■ **What needs to be done**
In the data below, one line contains "of its center." and a later one contains "is left alone.". Print both, with every line between them, exactly and alone.

■ **Entries provided**
//! Contact response shared by all moving entities.

use skirmish_core::types::{Arena, Vec2};

use crate::steering::reflect;

/// Clamp a position into the arena, negating the velocity component of
/// every wall it crossed. Calling it again on the result changes nothing.
pub fn bounce_off_walls(position: &mut Vec2, velocity: &mut Vec2, arena: &Arena) {
    if position.x < 0.0 {
        position.x = 0.0;
        velocity.x = -velocity.x;
    } else if position.x > arena.width {
        position.x = arena.width;
        velocity.x = -velocity.x;
    }
    if position.y < 0.0 {
        position.y = 0.0;
        velocity.y = -velocity.y;
    } else if position.y > arena.height {
        position.y = arena.height;
        velocity.y = -velocity.y;
    }
}

/// Deflect off a circular obstacle if within `radius` of its center.
///
/// Reflects the velocity about the outward normal and pushes the position
/// out to exactly `radius`. Returns whether a contact happened. An exact
/// overlap has no normal and is left alone.
pub fn deflect_off(position: &mut Vec2, velocity: &mut Vec2, obstacle: Vec2, radius: f64) -> bool {
    let offset = *position - obstacle;
    if offset.length() >= radius {
        return false;
    }
    let Some(normal) = offset.try_normalize() else {
        return false;
    };
    *velocity = reflect(*velocity, normal);
    *position = obstacle + normal * radius;
    true
}

#[cfg(test)]
mod tests {
    use super::*;

    #[test]
    fn test_wall_bounce_clamps_and_reflects() {
        let arena = Arena::new(100.0, 50.0);
        let mut pos = Vec2::new(-3.0, 60.0);
        let mut vel = Vec2::new(-10.0, 5.0);
        bounce_off_walls(&mut pos, &mut vel, &arena);
        assert_eq!(pos, Vec2::new(0.0, 50.0));
        assert_eq!(vel, Vec2::new(10.0, -5.0));

        // Sitting on the boundary is already inside.
        bounce_off_walls(&mut pos, &mut vel, &arena);
        assert_eq!(pos, Vec2::new(0.0, 50.0));
        assert_eq!(vel, Vec2::new(10.0, -5.0));
    }

    #[test]
    fn test_deflect_pushes_to_contact_radius() {
        let mut pos = Vec2::new(10.0, 0.0);
        let mut vel = Vec2::new(-5.0, 1.0);
        assert!(deflect_off(&mut pos, &mut vel, Vec2::ZERO, 20.0));
        assert!((pos - Vec2::new(20.0, 0.0)).length() < 1e-9);
        assert!((vel - Vec2::new(5.0, 1.0)).length() < 1e-9);
    }

    #[test]
    fn test_deflect_ignores_distant_and_coincident() {
        let mut pos = Vec2::new(30.0, 0.0);
        let mut vel = Vec2::X;
        assert!(!deflect_off(&mut pos, &mut vel, Vec2::ZERO, 20.0));

        let mut pos = Vec2::ZERO;
        assert!(!deflect_off(&mut pos, &mut vel, Vec2::ZERO, 20.0));
        assert_eq!(pos, Vec2::ZERO);
    }
}
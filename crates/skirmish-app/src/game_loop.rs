//! Game loop thread: runs a battle session at 60Hz and publishes snapshots.
//!
//! The session is created inside this thread because it's cleaner for ownership.
//! Commands arrive via `mpsc` channel. Snapshots are stored in shared state
//! for polling, and a `LoopReport` is returned through the join handle.

use std::io;
use std::sync::mpsc;
use std::thread::JoinHandle;
use std::time::{Duration, Instant};

use tracing::{debug, info};

use skirmish_core::commands::BattleCommand;
use skirmish_core::constants::{DT, MAX_TIME_SCALE, TICK_RATE};
use skirmish_core::enums::{BattleOutcome, BattlePhase};
use skirmish_core::error::RosterError;
use skirmish_core::state::BattleSnapshot;
use skirmish_sim::{BattleEngine, RespawnBattle, SimConfig};

use crate::state::{GameLoopCommand, LoopReport, Scenario, SharedSnapshot, StopReason};

/// Nominal duration of one tick at 1x speed.
const TICK_DURATION: Duration = Duration::from_nanos(1_000_000_000 / TICK_RATE as u64);

/// Slack for the time limit; summed `DT`s drift below whole seconds.
const TIME_EPSILON: f64 = 1e-9;

/// How the game loop runs and when it stops.
#[derive(Debug, Clone, Copy)]
pub struct LoopSettings {
    pub sim: SimConfig,
    /// Simulated seconds after which an undecided battle is stopped.
    pub time_limit_secs: f64,
    /// Pace ticks to the wall clock instead of running flat out.
    pub realtime: bool,
}

/// A running battle of either kind, behind one tick interface.
enum Session {
    Battle(BattleEngine),
    Respawn {
        battle: RespawnBattle,
        paused: bool,
        time_scale: f64,
    },
}

impl Session {
    fn start(settings: &LoopSettings, scenario: Scenario) -> Result<Self, RosterError> {
        match scenario {
            Scenario::Battle { player, enemy } => {
                let mut engine = BattleEngine::new(settings.sim);
                engine.load_rosters(&player, &enemy)?;
                Ok(Session::Battle(engine))
            }
            Scenario::Respawn => Ok(Session::Respawn {
                battle: RespawnBattle::new(&settings.sim),
                paused: false,
                time_scale: settings.sim.time_scale,
            }),
        }
    }

    fn command(&mut self, command: BattleCommand) {
        match self {
            Session::Battle(engine) => engine.queue_command(command),
            Session::Respawn {
                paused, time_scale, ..
            } => match command {
                BattleCommand::Pause => *paused = true,
                BattleCommand::Resume => *paused = false,
                BattleCommand::SetTimeScale { scale } => {
                    if scale.is_finite() {
                        *time_scale = scale.clamp(0.0, MAX_TIME_SCALE);
                    }
                }
            },
        }
    }

    fn tick(&mut self) -> BattleSnapshot {
        match self {
            Session::Battle(engine) => engine.tick(),
            Session::Respawn {
                battle,
                paused,
                time_scale,
            } => {
                if !*paused {
                    battle.update(DT * *time_scale);
                }
                let mut snapshot = battle.snapshot();
                if *paused {
                    snapshot.phase = BattlePhase::Paused;
                }
                snapshot
            }
        }
    }

    fn time_scale(&self) -> f64 {
        match self {
            Session::Battle(engine) => engine.time_scale(),
            Session::Respawn { time_scale, .. } => *time_scale,
        }
    }

    fn outcome(&self) -> Option<BattleOutcome> {
        match self {
            Session::Battle(engine) => engine.outcome(),
            Session::Respawn { .. } => None,
        }
    }

    fn respawns(&self) -> u64 {
        match self {
            Session::Battle(_) => 0,
            Session::Respawn { battle, .. } => battle.respawns(),
        }
    }
}

/// Spawns the game loop in a new thread.
///
/// Returns the command sender and a handle yielding the final report, or
/// the roster error that kept the battle from starting.
pub fn spawn_game_loop(
    settings: LoopSettings,
    scenario: Scenario,
    latest_snapshot: SharedSnapshot,
) -> io::Result<(
    mpsc::Sender<GameLoopCommand>,
    JoinHandle<Result<LoopReport, RosterError>>,
)> {
    let (cmd_tx, cmd_rx) = mpsc::channel::<GameLoopCommand>();

    let handle = std::thread::Builder::new()
        .name("skirmish-game-loop".into())
        .spawn(move || {
            let session = Session::start(&settings, scenario)?;
            Ok(run_game_loop(session, &settings, cmd_rx, &latest_snapshot))
        })?;

    Ok((cmd_tx, handle))
}

/// The game loop. Runs until the battle is decided, the time limit passes,
/// or a Shutdown command / channel disconnect arrives.
fn run_game_loop(
    mut session: Session,
    settings: &LoopSettings,
    cmd_rx: mpsc::Receiver<GameLoopCommand>,
    latest_snapshot: &SharedSnapshot,
) -> LoopReport {
    info!(
        seed = settings.sim.seed,
        limit = settings.time_limit_secs,
        realtime = settings.realtime,
        "game loop started"
    );
    let mut next_tick_time = Instant::now();
    let mut last = BattleSnapshot::default();

    let stop = 'run: loop {
        // 1. Drain all pending commands
        loop {
            match cmd_rx.try_recv() {
                Ok(GameLoopCommand::Battle(cmd)) => session.command(cmd),
                Ok(GameLoopCommand::Shutdown) => break 'run StopReason::Shutdown,
                Err(mpsc::TryRecvError::Empty) => break,
                Err(mpsc::TryRecvError::Disconnected) => break 'run StopReason::Shutdown,
            }
        }

        // 2. Advance one tick (the session handles pause semantics)
        last = session.tick();

        // 3. Store latest snapshot for polling
        if let Ok(mut lock) = latest_snapshot.lock() {
            *lock = Some(last.clone());
        }

        // 4. Stop once decided or out of time
        if last.phase == BattlePhase::Finished {
            break StopReason::Decided;
        }
        if last.time.elapsed_secs + TIME_EPSILON >= settings.time_limit_secs {
            break StopReason::TimeLimit;
        }

        if !settings.realtime {
            continue;
        }

        // 5. Sleep until next tick, adjusting for time_scale
        let time_scale = session.time_scale();
        let effective_tick_duration = if time_scale > 0.001 {
            TICK_DURATION.div_f64(time_scale)
        } else {
            TICK_DURATION
        };

        next_tick_time += effective_tick_duration;
        let now = Instant::now();
        if next_tick_time > now {
            std::thread::sleep(next_tick_time - now);
        } else if now - next_tick_time > effective_tick_duration * 2 {
            // Too far behind, reset instead of catching up
            next_tick_time = now;
        }
    };

    debug!(?stop, tick = last.time.tick, "game loop stopped");
    LoopReport {
        stop,
        outcome: session.outcome(),
        ticks: last.time.tick,
        elapsed_secs: last.time.elapsed_secs,
        respawns: session.respawns(),
        final_snapshot: last,
    }
}

#[cfg(test)]
mod tests {
    use super::*;
    use crate::demo;
    use crate::state::shared_snapshot;

    fn settings(time_limit_secs: f64, realtime: bool) -> LoopSettings {
        LoopSettings {
            sim: SimConfig::default(),
            time_limit_secs,
            realtime,
        }
    }

    fn demo_battle() -> Scenario {
        let config = demo::demo_config();
        Scenario::Battle {
            player: config.player,
            enemy: config.enemy,
        }
    }

    #[test]
    fn test_configured_time_scale_applies_from_first_tick() {
        let mut fast = settings(1.0, false);
        fast.sim.time_scale = 2.0;
        let (_tx, handle) = spawn_game_loop(fast, Scenario::Respawn, shared_snapshot()).unwrap();
        let report = handle.join().unwrap().unwrap();

        assert_eq!(report.stop, StopReason::TimeLimit);
        assert_eq!(report.ticks, 30);
        assert!((report.elapsed_secs - 1.0).abs() < 1e-6);
    }

    #[test]
    fn test_set_time_scale_command_speeds_up_loop() {
        let (tx, handle) =
            spawn_game_loop(settings(0.5, true), Scenario::Respawn, shared_snapshot()).unwrap();
        tx.send(GameLoopCommand::Battle(BattleCommand::SetTimeScale {
            scale: MAX_TIME_SCALE,
        }))
        .unwrap();
        let report = handle.join().unwrap().unwrap();

        // 30 ticks at 1x; at 4x the half second takes about 8.
        assert_eq!(report.stop, StopReason::TimeLimit);
        assert!(report.ticks < 30, "ran {} ticks", report.ticks);
        assert!(report.elapsed_secs + TIME_EPSILON >= 0.5);
    }

    #[test]
    fn test_headless_loop_stops_at_time_limit() {
        let latest = shared_snapshot();
        let (tx, handle) =
            spawn_game_loop(settings(1.0, false), Scenario::Respawn, latest.clone()).unwrap();
        let report = handle.join().unwrap().unwrap();
        drop(tx);

        assert_eq!(report.stop, StopReason::TimeLimit);
        assert!((report.elapsed_secs - 1.0).abs() < 1e-6);
        assert_eq!(report.ticks, 60);
        assert_eq!(report.outcome, None);

        let stored = latest.lock().unwrap();
        assert_eq!(stored.as_ref().map(|s| s.time.tick), Some(60));
    }

    #[test]
    fn test_shutdown_stops_realtime_loop() {
        let (tx, handle) =
            spawn_game_loop(settings(3600.0, true), demo_battle(), shared_snapshot()).unwrap();
        std::thread::sleep(Duration::from_millis(50));
        tx.send(GameLoopCommand::Shutdown).unwrap();

        let report = handle.join().unwrap().unwrap();
        assert_eq!(report.stop, StopReason::Shutdown);
        assert!(report.elapsed_secs < 3600.0);
    }

    #[test]
    fn test_bad_roster_is_reported_through_handle() {
        let scenario = Scenario::Battle {
            player: Vec::new(),
            enemy: vec![skirmish_core::roster::RosterEntry::new(
                skirmish_core::roster::UnitLoadout::Triangle(Default::default()),
                skirmish_core::types::Vec2::new(-10.0, 0.0),
            )],
        };
        let (_tx, handle) = spawn_game_loop(settings(1.0, false), scenario, shared_snapshot()).unwrap();
        let err = handle.join().unwrap().unwrap_err();
        assert!(matches!(err, RosterError::OutOfArena { slot: 0, .. }));
    }

    #[test]
    fn test_respawn_session_pause_resume() {
        let mut session = Session::start(&settings(10.0, false), Scenario::Respawn).unwrap();
        session.tick();

        session.command(BattleCommand::Pause);
        let snap = session.tick();
        assert_eq!(snap.phase, BattlePhase::Paused);
        let paused_tick = snap.time.tick;
        assert_eq!(session.tick().time.tick, paused_tick);

        session.command(BattleCommand::Resume);
        let snap = session.tick();
        assert_eq!(snap.phase, BattlePhase::Active);
        assert!(snap.time.tick > paused_tick);

        session.command(BattleCommand::SetTimeScale { scale: 9.0 });
        assert_eq!(session.time_scale(), MAX_TIME_SCALE);
    }

    #[test]
    fn test_tick_duration_constant() {
        // 60Hz = 16.667ms per tick
        let expected_nanos = 1_000_000_000u64 / 60;
        assert_eq!(TICK_DURATION.as_nanos(), expected_nanos as u128);
    }
}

■ **Reply to the task**
/// Deflect off a circular obstacle if within `radius` of its center.
///
/// Reflects the velocity about the outward normal and pushes the position
/// out to exactly `radius`. Returns whether a contact happened. An exact
/// overlap has no normal and is left alone.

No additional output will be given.